Exercise directions: Filter out all lines without the word "enumerate" from the data below, please, and copy the rest.

The input:
▼▼▼

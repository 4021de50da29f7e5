//! Components, bundles and shared resources of the simulation world.

use std::collections::VecDeque;

use bevy_ecs::{bundle::Bundle, component::Component, resource::Resource};
use glam::{IVec2, Vec2};
use rand::rngs::SmallRng;
use smallvec::SmallVec;
use strum_macros::{AsRefStr, EnumIter};

use crate::events::GameEvent;
use crate::level::MapSelection;
use crate::map::{Direction, Food, Map};
use crate::timer::{TickTimer, TimerDuration};

/// The four fixed ghost personalities. Exactly one ghost entity exists per
/// personality per level; ghosts are reset between levels, never recreated.
#[derive(Component, Debug, Clone, Copy, PartialEq, Eq, Hash, AsRefStr, EnumIter)]
#[strum(serialize_all = "lowercase")]
pub enum Personality {
    /// The red ghost ("Blinky"); the only one affected by cruise elroy mode.
    Shadow,
    /// The pink ghost ("Pinky").
    Speedy,
    /// The cyan ghost ("Inky").
    Bashful,
    /// The orange ghost ("Clyde").
    Pokey,
}

impl Personality {
    pub const ALL: [Personality; 4] = [
        Personality::Shadow,
        Personality::Speedy,
        Personality::Bashful,
        Personality::Pokey,
    ];

    pub const fn as_usize(self) -> usize {
        match self {
            Personality::Shadow => 0,
            Personality::Speedy => 1,
            Personality::Bashful => 2,
            Personality::Pokey => 3,
        }
    }

    /// Index of the house revival slot (left/center/right) for this ghost.
    /// Shadow starts outside but revives in the center slot.
    pub const fn slot_index(self) -> usize {
        match self {
            Personality::Shadow | Personality::Speedy => 1,
            Personality::Bashful => 0,
            Personality::Pokey => 2,
        }
    }

    /// The well-known arcade nickname, used only for logs.
    pub const fn nickname(self) -> &'static str {
        match self {
            Personality::Shadow => "Blinky",
            Personality::Speedy => "Pinky",
            Personality::Bashful => "Inky",
            Personality::Pokey => "Clyde",
        }
    }
}

/// Behavior state of a ghost. Only `HuntingPac` evaluates chase/scatter
/// targeting; every other state has a fixed movement rule.
#[derive(Component, Debug, Clone, Copy, PartialEq, Eq, Hash, AsRefStr)]
#[strum(serialize_all = "snake_case")]
pub enum GhostState {
    Locked,
    LeavingHouse,
    HuntingPac,
    Frightened,
    Eaten,
    ReturningHome,
    EnteringHouse,
}

impl GhostState {
    /// States in which a hunting-phase change requests a direction reversal.
    pub fn reverses_on_phase_change(self) -> bool {
        matches!(
            self,
            GhostState::HuntingPac | GhostState::Locked | GhostState::LeavingHouse
        )
    }
}

/// Per-ghost bookkeeping that is not part of the behavior state proper.
#[derive(Component, Debug, Clone)]
pub struct GhostMeta {
    /// Set by the hunting timer on phase changes; the ghost reverses at its
    /// next decision point.
    pub reverse_pending: bool,
    /// Order in which this ghost was eaten during the current power period.
    pub eaten_index: Option<u8>,
    /// House slot the ghost revives in.
    pub revival_slot: IVec2,
    /// Relock countdown after revival, before the ghost leaves again.
    pub relock: TickTimer,
    /// Remaining tile path while returning home as eyes.
    pub return_path: Vec<IVec2>,
}

impl GhostMeta {
    pub fn new(revival_slot: IVec2) -> Self {
        Self {
            reverse_pending: false,
            eaten_index: None,
            revival_slot,
            // Already expired: only revival arms it.
            relock: TickTimer::new(TimerDuration::Ticks(0)),
            return_path: Vec::new(),
        }
    }
}

/// A tag component for the entity controlled by the player (or autopilot).
#[derive(Default, Component)]
pub struct PlayerControlled;

/// Pac's own state: aliveness, power, hunger and control flags.
#[derive(Component, Debug, Clone)]
pub struct Pac {
    pub alive: bool,
    /// Remaining frightening power; expired means no power.
    pub power: TickTimer,
    /// Ticks since food was last eaten; presentation uses this to silence
    /// munching cues.
    pub starving_ticks: u64,
    pub autopilot: bool,
    pub immune: bool,
}

impl Pac {
    pub fn new(autopilot: bool) -> Self {
        let mut power = TickTimer::indefinite();
        power.stop();
        Self {
            alive: true,
            power,
            starving_ticks: 0,
            autopilot,
            immune: false,
        }
    }

    pub fn has_power(&self) -> bool {
        self.power.is_running() && !self.power.has_expired()
    }
}

/// Continuous pixel position of an actor.
#[derive(Component, Debug, Clone, Copy, PartialEq)]
pub struct Position(pub Vec2);

impl Position {
    pub fn at_tile(tile: IVec2) -> Self {
        Position(Map::center_of(tile))
    }

    pub fn tile(&self) -> IVec2 {
        Map::tile_of(self.0)
    }
}

/// Current movement of an actor: facing, steering intent and speed in
/// pixels per tick.
#[derive(Component, Debug, Clone, Copy, PartialEq)]
pub struct Velocity {
    pub direction: Direction,
    /// Direction the actor wants to turn to at the next tile center.
    pub wish: Direction,
    pub speed: f32,
}

#[derive(Bundle)]
pub struct GhostBundle {
    pub personality: Personality,
    pub position: Position,
    pub velocity: Velocity,
    pub state: GhostState,
    pub meta: GhostMeta,
}

#[derive(Bundle)]
pub struct PlayerBundle {
    pub player: PlayerControlled,
    pub pac: Pac,
    pub position: Position,
    pub velocity: Velocity,
}

/// The live, mutable playfield state for the current level. Replaced
/// wholesale at level transitions; exactly one is live at a time.
#[derive(Resource, Debug, Clone)]
pub struct LevelState {
    pub number: u32,
    pub demo: bool,
    /// Board/palette rotation slot for this level.
    pub map_selection: MapSelection,
    food: Vec<Option<Food>>,
    food_total: u32,
    food_eaten: u32,
    /// Cruise elroy mode: −2..=2. Sign encodes enabled/suspended, magnitude
    /// the intensity tier.
    pub cruise_elroy: i8,
    /// Bonus activations seen this level, capped at two.
    pub bonus_activations: u8,
}

impl LevelState {
    pub fn new(number: u32, demo: bool, map: &Map) -> Self {
        Self {
            number,
            demo,
            map_selection: MapSelection::for_level(number),
            food: map.food_layout(),
            food_total: map.food_total(),
            food_eaten: 0,
            cruise_elroy: 0,
            bonus_activations: 0,
        }
    }

    pub fn food_eaten(&self) -> u32 {
        self.food_eaten
    }

    pub fn food_remaining(&self) -> u32 {
        self.food_total - self.food_eaten
    }

    pub fn is_complete(&self) -> bool {
        self.food_remaining() == 0
    }

    pub fn food_at(&self, tile: IVec2, map: &Map) -> Option<Food> {
        if !map.in_bounds(tile) {
            return None;
        }
        self.food[(tile.y * map.width() + tile.x) as usize]
    }

    /// Removes and returns the food on `tile`, if any.
    pub fn eat_at(&mut self, tile: IVec2, map: &Map) -> Option<Food> {
        if !map.in_bounds(tile) {
            return None;
        }
        let food = self.food[(tile.y * map.width() + tile.x) as usize].take();
        if food.is_some() {
            self.food_eaten += 1;
        }
        food
    }

    /// Eats every remaining pellet, leaving energizers in place (cheat).
    pub fn eat_all_pellets(&mut self) {
        for slot in self.food.iter_mut() {
            if *slot == Some(Food::Pellet) {
                *slot = None;
                self.food_eaten += 1;
            }
        }
    }

    /// Tiles that still hold food, in board order.
    pub fn food_tiles(&self, map: &Map) -> SmallVec<[IVec2; 8]> {
        let mut tiles = SmallVec::new();
        for (index, slot) in self.food.iter().enumerate() {
            if slot.is_some() {
                tiles.push(IVec2::new(index as i32 % map.width(), index as i32 / map.width()));
            }
        }
        tiles
    }

    /// Cruise elroy tier if enabled, 0 while disabled or suspended.
    pub fn elroy_tier(&self) -> u8 {
        self.cruise_elroy.max(0) as u8
    }

    /// Suspends elroy mode without clearing the tier.
    pub fn suspend_elroy(&mut self) {
        if self.cruise_elroy > 0 {
            self.cruise_elroy = -self.cruise_elroy;
        }
    }

    /// Restores a suspended elroy tier.
    pub fn resume_elroy(&mut self) {
        if self.cruise_elroy < 0 {
            self.cruise_elroy = -self.cruise_elroy;
        }
    }
}

/// Bonus symbol ids, in table order. The discriminant indexes
/// [`crate::constants::bonus::BONUS_VALUE_FACTORS`].
#[derive(Debug, Clone, Copy, PartialEq, Eq, Hash, AsRefStr, EnumIter)]
#[strum(serialize_all = "lowercase")]
#[repr(u8)]
pub enum BonusSymbol {
    Cherries = 0,
    Strawberry = 1,
    Orange = 2,
    Pretzel = 3,
    Apple = 4,
    Pear = 5,
    Banana = 6,
}

impl BonusSymbol {
    pub const ALL: [BonusSymbol; 7] = [
        BonusSymbol::Cherries,
        BonusSymbol::Strawberry,
        BonusSymbol::Orange,
        BonusSymbol::Pretzel,
        BonusSymbol::Apple,
        BonusSymbol::Pear,
        BonusSymbol::Banana,
    ];

    pub fn from_index(index: u8) -> BonusSymbol {
        Self::ALL[index as usize]
    }

    pub fn value(self) -> u32 {
        crate::constants::bonus::BONUS_VALUE_FACTORS[self as usize] * 100
    }
}

/// The outbound notification queue. Systems append, the embedder drains
/// after each tick.
#[derive(Resource, Debug, Default)]
pub struct EventQueue(pub VecDeque<GameEvent>);

impl EventQueue {
    pub fn emit(&mut self, event: GameEvent) {
        self.0.push_back(event);
    }
}

/// The simulation RNG. Seeded once from the config so runs are reproducible.
#[derive(Resource, Debug)]
pub struct SimRng(pub SmallRng);
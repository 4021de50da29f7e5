//! Score, lives and extra-life thresholds.

use bevy_ecs::prelude::*;
use tracing::debug;

use crate::constants::score::{EXTRA_LIFE_THRESHOLDS, INITIAL_LIVES};
use crate::events::GameEvent;
use crate::systems::components::EventQueue;

/// Running score and lives for the current game. Reset when a new game
/// starts, not between levels.
#[derive(Resource, Debug, Clone)]
pub struct Scoreboard {
    score: u32,
    lives: u8,
    kill_streak: u8,
    threshold_reached: [bool; EXTRA_LIFE_THRESHOLDS.len()],
}

impl Default for Scoreboard {
    fn default() -> Self {
        Self {
            score: 0,
            lives: INITIAL_LIVES,
            kill_streak: 0,
            threshold_reached: [false; EXTRA_LIFE_THRESHOLDS.len()],
        }
    }
}

impl Scoreboard {
    pub fn add(&mut self, points: u32) {
        self.score += points;
    }

    pub fn score(&self) -> u32 {
        self.score
    }

    pub fn lives(&self) -> u8 {
        self.lives
    }

    pub fn add_life(&mut self) {
        self.lives = self.lives.saturating_add(1);
    }

    pub fn lose_life(&mut self) {
        self.lives = self.lives.saturating_sub(1);
    }

    /// Consecutive ghosts eaten within the running power period.
    pub fn kill_streak(&self) -> u8 {
        self.kill_streak
    }

    /// Registers one more kill and returns the new streak length.
    pub fn bump_kill_streak(&mut self) -> u8 {
        self.kill_streak = self.kill_streak.saturating_add(1);
        self.kill_streak
    }

    /// Called on every energizer; the escalation starts over.
    pub fn reset_kill_streak(&mut self) {
        self.kill_streak = 0;
    }
}

/// Watches the score for extra-life thresholds.
pub(crate) fn update_score(mut scoreboard: ResMut<Scoreboard>, mut events: ResMut<EventQueue>) {
    for (index, &threshold) in EXTRA_LIFE_THRESHOLDS.iter().enumerate() {
        if !scoreboard.threshold_reached[index] && scoreboard.score >= threshold {
            scoreboard.threshold_reached[index] = true;
            scoreboard.add_life();
            debug!(threshold, lives = scoreboard.lives(), "extra life granted");
            events.emit(GameEvent::SpecialScoreReached { threshold });
        }
    }
}

#[cfg(test)]
mod tests {
    use super::*;
    use bevy_ecs::system::RunSystemOnce;
    use pretty_assertions::assert_eq;

    #[test]
    fn test_kill_streak_escalation() {
        let mut board = Scoreboard::default();
        assert_eq!(board.bump_kill_streak(), 1);
        assert_eq!(board.bump_kill_streak(), 2);
        board.reset_kill_streak();
        assert_eq!(board.bump_kill_streak(), 1);
    }

    #[test]
    fn test_extra_life_threshold_fires_once_per_game() {
        let mut world = World::new();
        world.insert_resource(Scoreboard::default());
        world.insert_resource(EventQueue::default());

        world.resource_mut::<Scoreboard>().add(EXTRA_LIFE_THRESHOLDS[0]);
        world.run_system_once(update_score).unwrap();
        assert_eq!(world.resource::<Scoreboard>().lives(), INITIAL_LIVES + 1);

        // Crossing the mark a second time over must not grant another life.
        world.resource_mut::<Scoreboard>().add(EXTRA_LIFE_THRESHOLDS[0]);
        world.run_system_once(update_score).unwrap();
        assert_eq!(world.resource::<Scoreboard>().lives(), INITIAL_LIVES + 1);

        let events = &world.resource::<EventQueue>().0;
        assert_eq!(events.len(), 1);
        assert_eq!(
            events[0],
            GameEvent::SpecialScoreReached {
                threshold: EXTRA_LIFE_THRESHOLDS[0]
            }
        );
    }

    #[test]
    fn test_lives_never_underflow() {
        let mut board = Scoreboard::default();
        for _ in 0..10 {
            board.lose_life();
        }
        assert_eq!(board.lives(), 0);
    }
}
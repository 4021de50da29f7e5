//! The per-tick simulation systems and the components they drive.

pub mod bonus;
pub mod components;
pub mod ghost;
pub mod hunting;
pub mod movement;
pub mod player;
pub mod score;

▲▲▲

Result for this exercise:
        for (index, slot) in self.food.iter().enumerate() {
    for (index, &threshold) in EXTRA_LIFE_THRESHOLDS.iter().enumerate() {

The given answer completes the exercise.